GDL-FIRE $$^\text {4D}$$ : Deep Learning-Based Fast 4D CT Image Registration

Sentker, Thilo; Madesta, Frederic; Werner, René

doi:10.1007/978-3-030-00928-1_86

Thilo Sentker^25,26,
Frederic Madesta^25,26 &
René Werner²⁵

Part of the book series: Lecture Notes in Computer Science ((LNIP,volume 11070))

Included in the following conference series:

International Conference on Medical Image Computing and Computer-Assisted Intervention

15k Accesses
24 Citations

Abstract

Deformable image registration (DIR) in thoracic 4D CT image data is integral for, e.g., radiotherapy treatment planning, but time consuming. Deep learning (DL)-based DIR promises speed-up, but present solutions are limited to small image sizes. In this paper, we propose a General Deep Learning-based Fast Image Registration framework suitable for application to clinical 4D CT data (GDL-FIRE$^\text {4D}$). Open source DIR frameworks are selected to build GDL-FIRE$^\text {4D}$ variants. In-house-acquired 4D CT images serve as training and open 4D CT data repositories as external evaluation cohorts. Taking up current attempts to DIR uncertainty estimation, dropout-based uncertainty maps for GDL-FIRE$^\text {4D}$ variants are analyzed. We show that (1) registration accuracy of GDL-FIRE$^\text {4D}$ and standard DIR are in the same order; (2) computation time is reduced to a few seconds (here: 60-fold speed-up); and (3) dropout-based uncertainty maps do not correlate to across-DIR vector field differences, raising doubts about applicability in the given context.
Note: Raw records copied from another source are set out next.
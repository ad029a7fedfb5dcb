use bitcoin::BlockHash;
use thiserror::Error;

/// Failures surfaced by the on-disk stores.
///
/// These are recoverable from the caller's perspective: the in-memory state
/// that produced the write is left untouched, so the operation can be
/// retried or abandoned.
#[derive(Debug, Error)]
pub enum DBError {
    #[error(transparent)]
    RocksDBError(#[from] rocksdb::Error),
    #[error(transparent)]
    EncodeError(#[from] bitcoin::consensus::encode::Error),
    #[error("{0}")]
    Other(&'static str),
}

#[derive(Debug, Error)]
pub enum ChainError {
    /// A header was linked before its previous header was known.
    /// Normal during sync when headers arrive out of order.
    #[error("previous entry {0} not found in block index")]
    UnknownPreviousEntry(BlockHash),
    #[error(transparent)]
    DB(#[from] DBError),
}
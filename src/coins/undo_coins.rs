use super::{Coin, CoinsView, CoinsViewCache};
use bitcoin::OutPoint;

/// Spent coins kept aside while connecting a block, in spend order, so a
/// disconnect can restore them by replaying in reverse
#[derive(Default, Debug, Clone)]
pub struct UndoCoins {
    items: Vec<(OutPoint, Coin)>,
}

impl UndoCoins {
    pub fn push(&mut self, outpoint: OutPoint, coin: Coin) {
        self.items.push((outpoint, coin));
    }

    /// Restore the most recently spent coin into the view
    pub fn apply<V: CoinsView>(&mut self, view: &mut CoinsViewCache<V>) {
        let (outpoint, coin) = self.items.pop().expect("no undo data left");
        view.add_coin(outpoint, coin, true);
    }

    pub fn len(&self) -> usize {
        self.items.len()
    }

    pub fn is_empty(&self) -> bool {
        self.items.is_empty()
    }
}
//! Stand-in content for registered apps that have no module of their own yet.

use desktop_app_contract::{AppContent, AppModule, ContentView, InstanceId};

/// Body that only reports which instance it belongs to.
#[derive(Debug, Clone, PartialEq, Eq)]
pub struct PlaceholderContent {
    instance_id: InstanceId,
}

impl AppContent for PlaceholderContent {
    fn instance_id(&self) -> &InstanceId {
        &self.instance_id
    }

    fn view(&self) -> ContentView {
        ContentView {
            heading: "Placeholder App".to_string(),
            lines: vec![
                format!("Instance ID: {}", self.instance_id),
                "This application is not yet implemented.".to_string(),
            ],
            status: None,
        }
    }
}

/// Module mounting [`PlaceholderContent`].
pub fn placeholder_module() -> AppModule {
    AppModule::new(|context| {
        Box::new(PlaceholderContent {
            instance_id: context.instance_id,
        })
    })
}
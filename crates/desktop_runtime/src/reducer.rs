//! Reducer actions, side-effect intents, and transition logic for the instance manager.

use desktop_app_contract::{ApplicationDescriptor, ApplicationId, InstanceId};
use thiserror::Error;

use crate::{
    model::{DesktopState, Position, Size, WindowInstance, WorkArea},
    placement::{self, PlacementRules},
};

#[derive(Debug, Clone, PartialEq, Eq)]
/// Actions accepted by [`reduce_desktop`] to mutate [`DesktopState`].
pub enum DesktopAction {
    /// Open an instance of an app, or focus the live one for a singleton.
    Launch {
        /// Registry id to launch.
        app_id: ApplicationId,
    },
    /// Remove an instance.
    Close {
        /// Instance to close.
        instance_id: InstanceId,
    },
    /// Hide an instance without closing it.
    Minimize {
        /// Instance to minimize.
        instance_id: InstanceId,
    },
    /// Raise an instance to the top and restore it if minimized.
    Focus {
        /// Instance to focus.
        instance_id: InstanceId,
    },
    /// Move an instance's top-left corner.
    Move {
        /// Instance to move.
        instance_id: InstanceId,
        /// New top-left corner.
        position: Position,
    },
    /// Replace an instance's position and size in one step.
    Resize {
        /// Instance to resize.
        instance_id: InstanceId,
        /// New top-left corner.
        position: Position,
        /// New extent.
        size: Size,
    },
}

#[derive(Debug, Clone, PartialEq, Eq)]
/// Side-effect intents emitted by [`reduce_desktop`] for the runtime to execute.
pub enum RuntimeEffect {
    /// Create content for a freshly launched instance.
    MountContent {
        /// App providing the content.
        app_id: ApplicationId,
        /// Instance the content belongs to.
        instance_id: InstanceId,
    },
    /// Drop the content of a closed instance.
    UnmountContent(InstanceId),
    /// Move keyboard focus into the instance's content.
    FocusWindowInput(InstanceId),
}

#[derive(Debug, Error, Clone, PartialEq, Eq)]
/// Reducer errors. Missing instances are not errors; only launch lookups can fail.
pub enum ReducerError {
    /// `Launch` named an id that is not in the registry.
    #[error("unknown application `{0}`")]
    UnknownApplication(ApplicationId),
}

/// Read-only inputs the reducer needs besides the state itself.
#[derive(Debug, Clone, Copy)]
pub struct ReducerContext<'a> {
    /// Registry descriptors in registry order.
    pub registry: &'a [ApplicationDescriptor],
    /// Area new windows are placed into.
    pub work_area: WorkArea,
    /// Placement spacing.
    pub rules: PlacementRules,
}

impl ReducerContext<'_> {
    pub fn descriptor(&self, app_id: &ApplicationId) -> Option<&ApplicationDescriptor> {
        self.registry.iter().find(|d| d.id == *app_id)
    }
}

/// Result of [`launch_instance`].
#[derive(Debug, Clone, PartialEq, Eq)]
pub struct LaunchOutcome {
    /// The new instance, or the existing one for a singleton.
    pub instance_id: InstanceId,
    /// Whether a new instance was created.
    pub created: bool,
    pub effects: Vec<RuntimeEffect>,
}

/// Applies a [`DesktopAction`] to the desktop state and collects resulting side effects.
///
/// Actions naming an instance that is not live leave the state untouched and return no effects.
///
/// # Errors
///
/// Returns [`ReducerError::UnknownApplication`] when `Launch` names an unregistered app.
pub fn reduce_desktop(
    state: &mut DesktopState,
    ctx: &ReducerContext<'_>,
    action: DesktopAction,
) -> Result<Vec<RuntimeEffect>, ReducerError> {
    let mut effects = Vec::new();
    match action {
        DesktopAction::Launch { app_id } => {
            effects = launch_instance(state, ctx, &app_id)?.effects;
        }
        DesktopAction::Close { instance_id } => {
            let before_len = state.windows.len();
            state.windows.retain(|w| w.instance_id != instance_id);
            if state.windows.len() == before_len {
                log::debug!("close ignored: no live instance `{instance_id}`");
            } else {
                effects.push(RuntimeEffect::UnmountContent(instance_id));
            }
        }
        DesktopAction::Minimize { instance_id } => match state.window_mut(&instance_id) {
            Some(window) => window.minimized = true,
            None => log::debug!("minimize ignored: no live instance `{instance_id}`"),
        },
        DesktopAction::Focus { instance_id } => {
            if focus_instance(state, &instance_id) {
                effects.push(RuntimeEffect::FocusWindowInput(instance_id));
            } else {
                log::debug!("focus ignored: no live instance `{instance_id}`");
            }
        }
        DesktopAction::Move {
            instance_id,
            position,
        } => match state.window_mut(&instance_id) {
            Some(window) => window.position = position,
            None => log::debug!("move ignored: no live instance `{instance_id}`"),
        },
        DesktopAction::Resize {
            instance_id,
            position,
            size,
        } => match state.window_mut(&instance_id) {
            Some(window) => {
                window.position = position;
                window.size = size;
            }
            None => log::debug!("resize ignored: no live instance `{instance_id}`"),
        },
    }
    Ok(effects)
}

/// Launches `app_id`, honoring singleton semantics.
///
/// # Errors
///
/// Returns [`ReducerError::UnknownApplication`] when `app_id` is not registered.
pub fn launch_instance(
    state: &mut DesktopState,
    ctx: &ReducerContext<'_>,
    app_id: &ApplicationId,
) -> Result<LaunchOutcome, ReducerError> {
    let descriptor = ctx
        .descriptor(app_id)
        .ok_or_else(|| ReducerError::UnknownApplication(app_id.clone()))?;

    if descriptor.singleton {
        let existing = state
            .instances_of(app_id)
            .next()
            .map(|w| w.instance_id.clone());
        if let Some(instance_id) = existing {
            focus_instance(state, &instance_id);
            return Ok(LaunchOutcome {
                effects: vec![RuntimeEffect::FocusWindowInput(instance_id.clone())],
                instance_id,
                created: false,
            });
        }
    }

    let placement = placement::resolve(descriptor, state.windows.len(), ctx.work_area, &ctx.rules);
    let instance_id = state.mint_instance_id(app_id);
    let stack_order = state.bump_stack_order();
    state.windows.push(WindowInstance {
        instance_id: instance_id.clone(),
        app_id: app_id.clone(),
        title: descriptor.display_name.clone(),
        position: placement.position,
        size: placement.size,
        stack_order,
        minimized: false,
    });

    Ok(LaunchOutcome {
        effects: vec![
            RuntimeEffect::MountContent {
                app_id: app_id.clone(),
                instance_id: instance_id.clone(),
            },
            RuntimeEffect::FocusWindowInput(instance_id.clone()),
        ],
        instance_id,
        created: true,
    })
}

/// Raises and restores `instance_id`. Returns `false` when it is not live.
fn focus_instance(state: &mut DesktopState, instance_id: &InstanceId) -> bool {
    if state.window(instance_id).is_none() {
        return false;
    }
    let stack_order = state.bump_stack_order();
    if let Some(window) = state.window_mut(instance_id) {
        window.stack_order = stack_order;
        window.minimized = false;
    }
    true
}
impl MindCliSession {
    /// Starts a session with the welcome message.
    pub fn new(
        instance_id: InstanceId,
        tools: Rc<dyn ToolStore>,
        agent: Rc<dyn AgentService>,
    ) -> Self {
        Self {
            instance_id,
            tools,
            agent,
            messages: vec![ChatMessage {
                id: "welcome-msg".to_string(),
                text: WELCOME_TEXT.to_string(),
                sender: MessageSender::System,
                timestamp_ms: unix_time_ms_now(),
                tool_name: None,
            }],
            draft: String::new(),
            busy: false,
            active_tool: None,
        }
    }

    /// Transcript in display order.
    pub fn messages(&self) -> &[ChatMessage] {
        &self.messages
    }

    /// Whether a submission is in flight.
    pub fn is_busy(&self) -> bool {
        self.busy
    }

    /// Current input-line text.
    pub fn draft(&self) -> &str {
        &self.draft
    }

    /// Replaces the input-line text.
    pub fn set_draft(&mut self, text: impl Into<String>) {
        self.draft = text.into();
    }

    /// Input-line placeholder for the current state.
    pub fn placeholder(&self) -> String {
        match (&self.active_tool, self.busy) {
            (Some(tool), true) => format!("AI is using tool: {tool}..."),
            (None, true) => "AI is processing...".to_string(),
            _ => "Type your command...".to_string(),
        }
    }

    /// Submits the input line and clears it.
    pub async fn submit_draft(&mut self) {
        let text = std::mem::take(&mut self.draft);
        self.submit(&text).await;
    }

    /// Sends `input` to the agent and runs any tool it asks for.
    ///
    /// Blank input and input arriving while a submission is in flight are ignored.
    pub async fn submit(&mut self, input: &str) {
        let text = input.trim();
        if text.is_empty() || self.busy {
            return;
        }
        let history = self.messages.clone();
        self.push(text, MessageSender::User, None);
        self.busy = true;

        let manifest = self.manifest().await;
        match self.agent.send_message(text, &history, &manifest).await {
            Ok(raw) => match parse_agent_reply(&raw) {
                AgentReply::Text(reply) => self.push(&reply, MessageSender::Ai, None),
                AgentReply::ToolCall(call) => {
                    self.active_tool = Some(call.name.clone());
                    match self.tools.find_by_name(&call.name).await {
                        Ok(Some(tool)) => {
                            self.execute_tool(&tool, &call.arguments, text, &history)
                                .await
                        }
                        Ok(None) => self.report_missing_tool(&call.name),
                        Err(err) => {
                            log::warn!("tool lookup for `{}` failed: {err}", call.name);
                            self.report_missing_tool(&call.name);
                        }
                    }
                }
            },
            Err(err) => {
                log::warn!("agent request failed: {err}");
                self.push(AGENT_FAILURE_TEXT, MessageSender::System, None);
            }
        }

        self.busy = false;
        self.active_tool = None;
    }

    async fn manifest(&self) -> Vec<ToolManifestItem> {
        match self.tools.load_all().await {
            Ok(tools) => tools
                .into_iter()
                .map(|tool| ToolManifestItem {
                    tool_name: tool.tool_name,
                    description: tool.description,
                })
                .collect(),
            Err(err) => {
                log::warn!("loading tools for the agent manifest failed: {err}");
                Vec::new()
            }
        }
    }

    async fn execute_tool(
        &mut self,
        tool: &ToolDefinition,
        arguments: &Map<String, Value>,
        original_text: &str,
        history: &[ChatMessage],
    ) {
        let name = tool.tool_name.as_str();
        self.push(
            &format!(
                "Executing tool: {name} with arguments: {}",
                Value::Object(arguments.clone())
            ),
            MessageSender::System,
            Some(name),
        );

        match sandbox::run_tool(tool, arguments) {
            Ok(result) => {
                self.push(
                    &format!(
                        "Tool {name} executed. Result: {}",
                        sandbox::display_result(&result)
                    ),
                    MessageSender::ToolResult,
                    Some(name),
                );
                match self
                    .agent
                    .send_tool_result(original_text, name, &result)
                    .await
                {
                    Ok(reply) => self.push(&reply, MessageSender::Ai, None),
                    Err(err) => {
                        log::warn!("posting the `{name}` result to the agent failed: {err}");
                        self.push(AGENT_FAILURE_TEXT, MessageSender::System, None);
                    }
                }
            }
            Err(err) => {
                log::warn!("tool `{name}` failed: {err}");
                self.push(
                    &format!("Error executing tool {name}: {err}"),
                    MessageSender::System,
                    None,
                );
                let fallback_prompt = format!(
                    "There was an error executing the tool {name} for my previous request \
                     (\"{original_text}\"). The error was: {err}. Can you proceed or suggest an \
                     alternative?"
                );
                match self.agent.send_message(&fallback_prompt, history, &[]).await {
                    Ok(reply) => self.push(&reply, MessageSender::Ai, None),
                    Err(err) => {
                        log::warn!("agent fallback request failed: {err}");
                        self.push(AGENT_FAILURE_TEXT, MessageSender::System, None);
                    }
                }
            }
        }
    }

    fn report_missing_tool(&mut self, name: &str) {
        self.push(
            &format!("AI tried to use a tool named \"{name}\" but it was not found."),
            MessageSender::System,
            None,
        );
    }

    fn push(&mut self, text: &str, sender: MessageSender, tool_name: Option<&str>) {
        let prefix = match sender {
            MessageSender::User => "user",
            MessageSender::Ai => "ai",
            MessageSender::System => "system",
            MessageSender::ToolResult => "tool_result",
        };
        self.messages.push(ChatMessage {
            id: unique_token(prefix),
            text: text.to_string(),
            sender,
            timestamp_ms: unix_time_ms_now(),
            tool_name: tool_name.map(str::to_string),
        });
    }
}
T. Sentker and F. Madesta—Equal contribution.

You have full access to this open access chapter, Download conference paper PDF

An Unsupervised Learning Based Deformable Registration Network for 4D-CT Images

4D-CT Deformable Image Registration Using an Unsupervised Deep Convolutional Neural Network

Abstract: Deep Learning Based CT-CBCT Image Registration for Adaptive Radio Therapy

Keywords

1 Introduction

Acquisition of 4D image data (3D+t images, respiration-correlated data) is an integral part of current radiation therapy (RT) workflows for RT planning and treatment of thoracic and abdominal tumors. Especially 4D CT imaging is meanwhile widespread and currently estimated to be routinely applied in approximately 70% of the RT facilities in the United States [1]. Typical clinical use cases of 4D CT data are (semi-)automated target volume and organ at risk contour propagation; assessment of motion effects on dose distributions (4D RT quality assurance, dose warping) [2]; and 4D CT-based lung ventilation estimation and its incorporation into RT treatment planning [1].
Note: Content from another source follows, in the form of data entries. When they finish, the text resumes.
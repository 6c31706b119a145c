use std::collections::BTreeSet;
use std::fs;
use std::path::PathBuf;

use serde::{Deserialize, Serialize};

#[derive(Debug, Clone, Serialize, Deserialize)]
#[serde(untagged)]
enum Dimension {
    Pixels(i32),
    Text(String),
}

#[derive(Debug, Clone, Serialize, Deserialize)]
struct SizeHint {
    width: Dimension,
    height: Dimension,
}

#[derive(Debug, Clone, Serialize, Deserialize)]
struct PositionHint {
    x: i32,
    y: i32,
}

#[derive(Debug, Clone, Serialize, Deserialize)]
#[serde(deny_unknown_fields)]
struct CatalogEntry {
    id: String,
    display_name: String,
    #[serde(default)]
    icon_id: String,
    default_size: SizeHint,
    #[serde(default)]
    default_position: Option<PositionHint>,
    #[serde(default)]
    open_on_startup: bool,
    #[serde(default)]
    singleton: bool,
}

#[derive(Debug, Deserialize)]
struct CatalogFile {
    schema_version: u32,
    apps: Vec<CatalogEntry>,
}

fn is_identifier(raw: &str) -> bool {
    let mut chars = raw.chars();
    matches!(chars.next(), Some(c) if c.is_ascii_alphabetic())
        && chars.all(|c| c.is_ascii_alphanumeric() || c == '_' || c == '-')
}

fn main() {
    let crate_root = PathBuf::from(std::env::var("CARGO_MANIFEST_DIR").expect("manifest dir"));
    let path = crate_root.join("app_catalog.toml");
    println!("cargo:rerun-if-changed={}", path.display());

    let raw = fs::read_to_string(&path)
        .unwrap_or_else(|err| panic!("failed to read {}: {err}", path.display()));
    let catalog: CatalogFile = toml::from_str(&raw)
        .unwrap_or_else(|err| panic!("failed to parse {}: {err}", path.display()));
    if catalog.schema_version != 1 {
        panic!(
            "catalog schema mismatch in {}: expected 1 found {}",
            path.display(),
            catalog.schema_version
        );
    }

    let mut seen = BTreeSet::new();
    for entry in &catalog.apps {
        if !is_identifier(&entry.id) || entry.id.len() > 64 {
            panic!("invalid app id `{}` in {}", entry.id, path.display());
        }
        if !seen.insert(entry.id.as_str()) {
            panic!("duplicate app id `{}` in {}", entry.id, path.display());
        }
    }

    let json = serde_json::to_string_pretty(&catalog.apps).expect("serialize app catalog");
    let generated = format!(
        "/// Build-time generated app catalog JSON, in manifest order.\n\
pub const APP_CATALOG_JSON: &str = r##\"{}\"##;\n",
        json
    );

    let out_dir = PathBuf::from(std::env::var("OUT_DIR").expect("OUT_DIR"));
    let out_file = out_dir.join("app_catalog_generated.rs");
    fs::write(&out_file, generated)
        .unwrap_or_else(|err| panic!("failed to write {}: {err}", out_file.display()));
}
At this, a key step is the application of deformable image registration (DIR) to the phase images of the 4D CT data. Traditional DIR approaches tackle the underlying task of finding an optimal transformation mapping two phase images by minimization of a dissimilarity measure that controls local correspondences of voxel intensities [3]. Yet, the algorithms are time consuming and there exists the risk of getting stuck in local minima during optimization.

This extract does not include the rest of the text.